The changes are already happening.

Uber is trying to speed up the electric vehicle revolution

Photo Credit: iStock

Uber is trying to speed up the electric vehicle revolution by encouraging drivers to use them.

The company is paying drivers an extra dollar for all trips taken in an EV, having invested $800 million in incentives. Additionally, Uber is partnering with Ford and the car rental company Hertz to let drivers rent and test the vehicles in hopes that they will make the switch, according to Axios

In the U.S., Uber's EVs account for 5% of the company's total miles driven. However, in California, where regulations actively encourage drivers to adopt electric cars, the portion of EV miles driven is now 10%.

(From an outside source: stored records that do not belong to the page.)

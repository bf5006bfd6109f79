//! Entity providers and the registry that selects them.
//!
//! A [`MessageBodyReader`] turns an entity stream into a value of some
//! [`EntityType`]; a [`MessageBodyWriter`] does the reverse. Both declare
//! the media types they handle, and [`MessageBodyWorkers`] picks the most
//! specific compatible provider for a given type and media type.
//!
//! # Example
//! ```
//! use std::io::Write;
//! use jbrest::content::{MessageBodyWorkers, MessageBodyWriter};
//! use jbrest::header::{HeaderMap, HeaderValue, MediaType};
//! use jbrest::message::{EntityType, Result};
//!
//! struct Shout;
//!
//! impl MessageBodyWriter for Shout {
//!     fn produces(&self) -> Vec<MediaType> {
//!         vec![MediaType::text_plain()]
//!     }
//!     fn is_writeable(&self, entity_type: &EntityType, _: &MediaType) -> bool {
//!         entity_type.is::<String>()
//!     }
//!     fn write_to(
//!         &self,
//!         entity: &mut (dyn std::any::Any + Send),
//!         _: &EntityType,
//!         _: &MediaType,
//!         _: &mut HeaderMap<HeaderValue>,
//!         output: &mut dyn Write,
//!     ) -> Result<()> {
//!         if let Some(s) = entity.downcast_ref::<String>() {
//!             output.write_all(s.to_uppercase().as_bytes())?;
//!         }
//!         Ok(())
//!     }
//! }
//!
//! let mut workers = MessageBodyWorkers::with_builtins();
//! workers.register_writer(Shout);
//! let string = EntityType::of::<String>();
//! assert!(workers.writer_for(&string, &MediaType::text_plain()).is_some());
//! ```
use std::any::Any;
use std::io::Write;
use std::sync::Arc;

use log::trace;

use crate::header::{AcceptableMediaType, HeaderMap, HeaderValue, MediaType, Qualified};
use crate::io::EntityInputStream;
use crate::message::{Entity, EntityType, Result};

#[cfg(feature = "json")]
pub mod json;
pub mod providers;

/// Reads entities of the types it accepts from an entity stream.
pub trait MessageBodyReader: Send + Sync {
    /// Media types this reader accepts.
    fn consumes(&self) -> Vec<MediaType> {
        vec![MediaType::wildcard()]
    }
    fn is_readable(&self, entity_type: &EntityType, media_type: &MediaType) -> bool;
    fn read_from(
        &self,
        entity_type: &EntityType,
        media_type: &MediaType,
        headers: &HeaderMap<String>,
        input: &mut EntityInputStream,
    ) -> Result<Entity>;
}

/// Writes entities of the types it accepts to an output stream. Writers may
/// add headers before the first byte is written.
pub trait MessageBodyWriter: Send + Sync {
    /// Media types this writer produces.
    fn produces(&self) -> Vec<MediaType> {
        vec![MediaType::wildcard()]
    }
    fn is_writeable(&self, entity_type: &EntityType, media_type: &MediaType) -> bool;
    fn write_to(
        &self,
        entity: &mut (dyn Any + Send),
        entity_type: &EntityType,
        media_type: &MediaType,
        headers: &mut HeaderMap<HeaderValue>,
        output: &mut dyn Write,
    ) -> Result<()>;
}

struct Registered<P: ?Sized> {
    provider: Arc<P>,
    custom: bool,
}

impl<P: ?Sized> Clone for Registered<P> {
    fn clone(&self) -> Self {
        Self {
            provider: self.provider.clone(),
            custom: self.custom,
        }
    }
}

/// Pick the provider whose compatible declared type is most specific,
/// custom before built-in, then first registered.
fn select<'a, P, D, U>(
    providers: &'a [Registered<P>],
    media_type: &MediaType,
    declared: D,
    usable: U,
) -> Option<&'a Arc<P>>
where
    P: ?Sized,
    D: Fn(&P) -> Vec<MediaType>,
    U: Fn(&P) -> bool,
{
    let mut best: Option<((u8, u8), &Arc<P>)> = None;
    for registered in providers {
        let rank = declared(&*registered.provider)
            .iter()
            .filter(|m| m.is_compatible(media_type))
            .map(MediaType::rank)
            .min();
        let rank = match rank {
            Some(rank) => rank,
            None => continue,
        };
        if !usable(&*registered.provider) {
            continue;
        }
        let key = (rank, if registered.custom { 0 } else { 1 });
        match best {
            Some((best_key, _)) if best_key <= key => {}
            _ => best = Some((key, &registered.provider)),
        }
    }
    best.map(|(_, provider)| provider)
}

/// Registry of body readers and writers.
#[derive(Clone, Default)]
pub struct MessageBodyWorkers {
    readers: Vec<Registered<dyn MessageBodyReader>>,
    writers: Vec<Registered<dyn MessageBodyWriter>>,
}

impl MessageBodyWorkers {
    /// A registry without any provider.
    pub fn new() -> Self {
        Self::default()
    }
    /// A registry holding the built-in providers.
    pub fn with_builtins() -> Self {
        let mut workers = Self::new();
        providers::register_builtins(&mut workers);
        workers
    }
    pub fn register_reader<R: MessageBodyReader + 'static>(&mut self, reader: R) -> &mut Self {
        self.readers.push(Registered {
            provider: Arc::new(reader),
            custom: true,
        });
        self
    }
    pub fn register_writer<W: MessageBodyWriter + 'static>(&mut self, writer: W) -> &mut Self {
        self.writers.push(Registered {
            provider: Arc::new(writer),
            custom: true,
        });
        self
    }
    pub(crate) fn register_builtin_reader<R: MessageBodyReader + 'static>(&mut self, reader: R) {
        self.readers.push(Registered {
            provider: Arc::new(reader),
            custom: false,
        });
    }
    pub(crate) fn register_builtin_writer<W: MessageBodyWriter + 'static>(&mut self, writer: W) {
        self.writers.push(Registered {
            provider: Arc::new(writer),
            custom: false,
        });
    }

    pub fn reader_for(
        &self,
        entity_type: &EntityType,
        media_type: &MediaType,
    ) -> Option<Arc<dyn MessageBodyReader>> {
        let reader = select(
            &self.readers,
            media_type,
            |r| r.consumes(),
            |r| r.is_readable(entity_type, media_type),
        )
        .cloned();
        trace!(
            "reader for {} as {}: {}",
            entity_type,
            media_type,
            if reader.is_some() { "found" } else { "none" }
        );
        reader
    }

    pub fn writer_for(
        &self,
        entity_type: &EntityType,
        media_type: &MediaType,
    ) -> Option<Arc<dyn MessageBodyWriter>> {
        let writer = select(
            &self.writers,
            media_type,
            |w| w.produces(),
            |w| w.is_writeable(entity_type, media_type),
        )
        .cloned();
        trace!(
            "writer for {} as {}: {}",
            entity_type,
            media_type,
            if writer.is_some() { "found" } else { "none" }
        );
        writer
    }

    /// Media types the writers for `entity_type` can produce, most specific
    /// first.
    pub fn writer_media_types(&self, entity_type: &EntityType) -> Vec<MediaType> {
        let mut types: Vec<MediaType> = vec![];
        for registered in &self.writers {
            for media_type in registered.provider.produces() {
                if registered.provider.is_writeable(entity_type, &media_type)
                    && !types.contains(&media_type)
                {
                    types.push(media_type);
                }
            }
        }
        types.sort_by_key(MediaType::rank);
        types
    }

    /// First media type of `acceptable`, in order, that a writer for
    /// `entity_type` can produce. A wildcard result is narrowed to
    /// `application/octet-stream`. Unacceptable (`q=0`) entries are skipped.
    pub fn negotiate(
        &self,
        entity_type: &EntityType,
        acceptable: &[AcceptableMediaType],
    ) -> Option<MediaType> {
        let octet_stream = MediaType::application_octet_stream();
        for accepted in acceptable.iter().filter(|a| a.quality() > 0) {
            let accepted = accepted.media_type();
            for registered in &self.writers {
                for produced in registered.provider.produces() {
                    if !produced.is_compatible(accepted) {
                        continue;
                    }
                    let mut candidate = produced.most_specific(accepted).clone();
                    if candidate.is_wildcard_type() || candidate.is_wildcard_subtype() {
                        if !candidate.is_compatible(&octet_stream) {
                            continue;
                        }
                        candidate = octet_stream.clone();
                    }
                    if registered.provider.is_writeable(entity_type, &candidate) {
                        return Some(candidate);
                    }
                }
            }
        }
        None
    }
}
use rusqlite::{params, Connection, OptionalExtension, Row};

use super::{new_id, OrderedTable, Storage, StorageError, StorageResult, Visibility, LIST_ORDER};
use crate::models::{DiscountCode, DiscountCodePatch, NewDiscountCode};

const COLUMNS: &str = "id, sponsor_id, code, description, discount_percent, url, logo_url, \
     display_order, is_active, created_at";

fn from_row(row: &Row) -> rusqlite::Result<DiscountCode> {
    Ok(DiscountCode {
        id: row.get(0)?,
        sponsor_id: row.get(1)?,
        code: row.get(2)?,
        description: row.get(3)?,
        discount_percent: row.get(4)?,
        url: row.get(5)?,
        logo_url: row.get(6)?,
        display_order: row.get(7)?,
        is_active: row.get(8)?,
        created_at: row.get(9)?,
    })
}

fn ensure_sponsor_exists(conn: &Connection, sponsor_id: &str) -> StorageResult<()> {
    let exists: bool = conn.query_row(
        "SELECT COUNT(*) > 0 FROM sponsors WHERE id = ?1",
        params![sponsor_id],
        |row| row.get(0),
    )?;
    if exists {
        Ok(())
    } else {
        Err(StorageError::InvalidReference(format!(
            "unknown sponsor {}",
            sponsor_id
        )))
    }
}

impl Storage {
    pub fn list_discount_codes(&self, visibility: Visibility) -> StorageResult<Vec<DiscountCode>> {
        let conn = self.conn()?;
        let mut stmt = conn.prepare(&format!(
            "SELECT {} FROM discount_codes {} {}",
            COLUMNS,
            visibility.where_clause(),
            LIST_ORDER
        ))?;
        let codes = stmt
            .query_map([], from_row)?
            .collect::<Result<Vec<_>, _>>()?;
        Ok(codes)
    }

    pub fn get_discount_code(&self, id: &str) -> StorageResult<Option<DiscountCode>> {
        let conn = self.conn()?;
        let code = conn
            .query_row(
                &format!("SELECT {} FROM discount_codes WHERE id = ?1", COLUMNS),
                params![id],
                from_row,
            )
            .optional()?;
        Ok(code)
    }

    pub fn create_discount_code(&self, input: NewDiscountCode) -> StorageResult<DiscountCode> {
        let input = input.normalized();
        let id = new_id();
        {
            let conn = self.conn()?;
            if let Some(ref sponsor_id) = input.sponsor_id {
                ensure_sponsor_exists(&conn, sponsor_id)?;
            }
            conn.execute(
                "INSERT INTO discount_codes (id, sponsor_id, code, description, discount_percent, \
                 url, logo_url, display_order, is_active) \
                 VALUES (?1, ?2, ?3, ?4, ?5, ?6, ?7, ?8, ?9)",
                params![
                    id,
                    input.sponsor_id,
                    input.code,
                    input.description,
                    input.discount_percent,
                    input.url,
                    input.logo_url,
                    input.display_order,
                    input.is_active,
                ],
            )?;
        }
        self.get_discount_code(&id)?
            .ok_or_else(|| StorageError::NotFound(format!("discount code {}", id)))
    }

    pub fn update_discount_code(
        &self,
        id: &str,
        update: DiscountCodePatch,
    ) -> StorageResult<DiscountCode> {
        let mut code = self
            .get_discount_code(id)?
            .ok_or_else(|| StorageError::NotFound(format!("discount code {}", id)))?;

        let conn = self.conn()?;
        if let Some(sponsor_id) = update.linked_sponsor() {
            ensure_sponsor_exists(&conn, sponsor_id)?;
        }
        code.apply(update);

        conn.execute(
            "UPDATE discount_codes SET sponsor_id = ?2, code = ?3, description = ?4, \
             discount_percent = ?5, url = ?6, logo_url = ?7, display_order = ?8, is_active = ?9 \
             WHERE id = ?1",
            params![
                code.id,
                code.sponsor_id,
                code.code,
                code.description,
                code.discount_percent,
                code.url,
                code.logo_url,
                code.display_order,
                code.is_active,
            ],
        )?;
        Ok(code)
    }

    pub fn delete_discount_code(&self, id: &str) -> StorageResult<()> {
        self.delete_row(OrderedTable::DiscountCodes, id)
    }

    pub fn reorder_discount_codes(&self, ids: &[String]) -> StorageResult<()> {
        self.reorder(OrderedTable::DiscountCodes, ids)
    }
}

#[cfg(test)]
mod tests {
    use super::*;
    use crate::storage::test_support::storage;

    fn new_code(json: serde_json::Value) -> NewDiscountCode {
        serde_json::from_value(json).unwrap()
    }

    #[test]
    fn general_code_has_no_sponsor() {
        let (_tmp, storage) = storage();
        let code = storage
            .create_discount_code(new_code(serde_json::json!({
                "code": "WELCOME",
                "sponsorId": "",
                "discountPercent": 20,
                "url": "https://shop.example.com"
            })))
            .unwrap();
        assert_eq!(code.sponsor_id, None);
        assert_eq!(code.discount_percent, Some(20));
        assert!(code.is_active);
    }

    #[test]
    fn unknown_sponsor_is_rejected() {
        let (_tmp, storage) = storage();
        let result = storage.create_discount_code(new_code(serde_json::json!({
            "code": "GHOST",
            "sponsorId": "missing"
        })));
        assert!(matches!(result, Err(StorageError::InvalidReference(_))));
        assert!(storage
            .list_discount_codes(Visibility::All)
            .unwrap()
            .is_empty());
    }

    #[test]
    fn update_rejects_unknown_sponsor_and_keeps_row() {
        let (_tmp, storage) = storage();
        let code = storage
            .create_discount_code(new_code(serde_json::json!({ "code": "KEEP" })))
            .unwrap();
        let update: DiscountCodePatch =
            serde_json::from_value(serde_json::json!({ "sponsorId": "missing", "code": "NEW" }))
                .unwrap();
        assert!(storage.update_discount_code(&code.id, update).is_err());
        let stored = storage.get_discount_code(&code.id).unwrap().unwrap();
        assert_eq!(stored.code, "KEEP");
    }

    #[test]
    fn inactive_codes_are_hidden_from_public_list() {
        let (_tmp, storage) = storage();
        storage
            .create_discount_code(new_code(serde_json::json!({ "code": "ON" })))
            .unwrap();
        storage
            .create_discount_code(new_code(serde_json::json!({ "code": "OFF", "isActive": false })))
            .unwrap();
        let active = storage.list_discount_codes(Visibility::ActiveOnly).unwrap();
        assert_eq!(active.len(), 1);
        assert_eq!(active[0].code, "ON");
    }
}
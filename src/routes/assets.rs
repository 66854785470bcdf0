use axum::extract::Path;
use axum::http::{header, StatusCode};
use axum::response::{IntoResponse, Response};
use rust_embed::Embed;

#[derive(Embed)]
#[folder = "assets/"]
struct Assets;

pub async fn serve(Path(path): Path<String>) -> Response {
    match Assets::get(&path) {
        Some(file) => file_response(&path, file.data.to_vec()),
        None => StatusCode::NOT_FOUND.into_response(),
    }
}

/// 200 with a content type guessed from the file name and a one-day cache.
pub(crate) fn file_response(name: &str, data: Vec<u8>) -> Response {
    let mime = mime_guess::from_path(name).first_or_octet_stream();
    (
        StatusCode::OK,
        [
            (header::CONTENT_TYPE, mime.as_ref().to_string()),
            (header::CACHE_CONTROL, "public, max-age=86400".to_string()),
        ],
        data,
    )
        .into_response()
}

Axios reports that, in an interview, Uber CEO Dara Khosrowshahi told NBC's Savannah Sellers, "When you experience an EV as a passenger, the experience tends to be a really good experience because the cars that are out there right now … are awesome vehicles."

And changes are already happening. Earlier this year, New York City Mayor Eric Adams announced that ride-share services like Lyft and Uber must operate only EVs by 2030. 

"That's zero emissions for over 100,000 vehicles on our city streets. And it will be achieved with no new costs for individual drivers," Mayor Adams stated in his second State of the City address, according to Smart Cities Dive.

Uber's changes come at a crucial time for sustainable transportation. 

Studies have shown that making a move from a gasoline or diesel-powered car to an EV can reduce your carbon footprint by up to 2 tons of planet-heating CO2 equivalent gases per year.

There has been plenty of debate about the issue of making batteries for EVs, a process that does indeed pose a threat to the environment

But overall, studies have shown that even though batteries required for electric cars have a larger carbon footprint than those used in gas cars, electric vehicles are still much better for the environment in the long term.

However, Axios reports that there is still concern as to whether drivers, who are often immigrants and gig workers with low earnings, will be willing to switch to EVs, especially considering how these vehicles tend to be more expensive at the outset, although they're typically cheaper once long-term gas and maintenance savings are factored in.